Z samego rana poinformowaliśmy młodzież, że udamy się dzisiaj na zakupy a ci się  ucieszyli. Ale co się dziwić. Od razu panie poinformowałem, że nie będą wybierać przez cztery godziny. I że mężczyzny rodu Malfoy'ów też to dotyczy. A ja jakoś się tym nie przejmowałem. I miałem z tego na prawdę dobry ubaw i dobrze wiedziałem, że nie tylko ja. Ale co się  dziwić. Gdy przestałem o tym myśleć. To od razu udaliśmy się na zakupy. Które na pewno minie szybko. I jedno wiedziałem na pewno, że zawsze mogło być gorzej.


Perspektywa Louisa

Nie wiem o co im się rozchodzi. Przecież na pewno nie było by aż tak źle. I dobrze wie, że nie tylko ja mam takie zdanie.
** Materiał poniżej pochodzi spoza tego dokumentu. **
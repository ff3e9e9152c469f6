//! Parameters - identities, declared ranges, lock-free store and snapshots
//!
//! - [`ParamId`] / [`ParamSpec`]: the 25 named parameters with their ranges
//! - [`ParameterStore`]: atomic storage written by the control thread
//! - [`ParamSnapshot`]: the plain-data copy the engine reads once per block

mod atomic;
mod format;
mod id;
mod snapshot;
mod store;

pub use atomic::AtomicF32;
pub use format::format_value;
pub use id::*;
pub use snapshot::{BandSettings, ParamSnapshot};
pub use store::{nearest_ratio_index, BandFlag, ParameterStore};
Ale to już zupełnie inna historia. Gdy się pojawiliśmy to zakupy szły nam na prawdę bardzo szybko szybko i przyjemnie. Ale jakoś nie jestem zaskoczony z tego powodu. Bardziej byłbym gdyby było właśnie inaczej. Gdy przestałem o tym myśleć to wróciliśmy do posiadłości. 


Perspektywa Sophia 

Jedna prośba ojca się nie  spełniła, ponieważ z paniami kupiłam dwie pary sukienek. A moi bracia się z tego śmiali. A ja im się nawet nie dziwiłam. Gdy przestałam o tym myśleć to razem udaliśmy się do jadalni na obiad. Który minął szybko. Jak się okazało to jakimś sposobem wszyscy zdążyli z tymi esejami. Co nie mogłam uwierzyć. Ale jakimś sposobem im się udało. Co jest dziwne. Ale to już zupełnie inna historia. 


Perspektywa Davida

Jednak nie było aż tak, źle. I co najważniejsze nie doszło do ataku. Co wszystkich cieszyło. A ja im się nie dziwiłem, ponieważ można było się tego właśnie spodziewać. Gdy przestałem o tym myśleć to wraz z chłopakami dokańczałem sprawdzanie esejów. A reszta mile spędzała czas. Najbardziej Liam który uznał, że będzie chodził za Harrym i Arią. I nie spuszcza ich z oku. A mój ojciec wraz z wujkiem Syriuszem się śmieją. Że wujek Regi, powinien go zatrudnić. A ten udawał, że nie wie o co im chodzi. Chociaż miałem jakieś dziwne przepuszczenia, że może tak zrobić. 


Perspektywa Arie 

Nie wiedziałem, że ten tak bardzo mocno będzie nas obserwował. Harry się śmiał, że jest lepszy w tym niż inni. A ja dobrze wiedziałem, że ma rację. I nie mogłem ze  śmiechu z tego powodu. Ale to już zupełnie inna historia. I po mile spędzonym czasie wróciliśmy do reszty. Co nie za bardzo się spodobało Liamowi. Ale jakoś się tym nie przejęliśmy i po mile spędzonym czasie z innymi udaliśmy się do jadalni na kolację. 


Perspektywa Harry'ego 

Po kolacji od razu poszedłem spać. Żeby odpocząć przed jutrzejszą imprezą. I jedno wiem na pewno, że zapowiada się ciekawie. I nie będziemy się nudzić. A do szkoły. Wracamy dopiero szóstego stycznia. Co mnie na prawdę cieszyło. 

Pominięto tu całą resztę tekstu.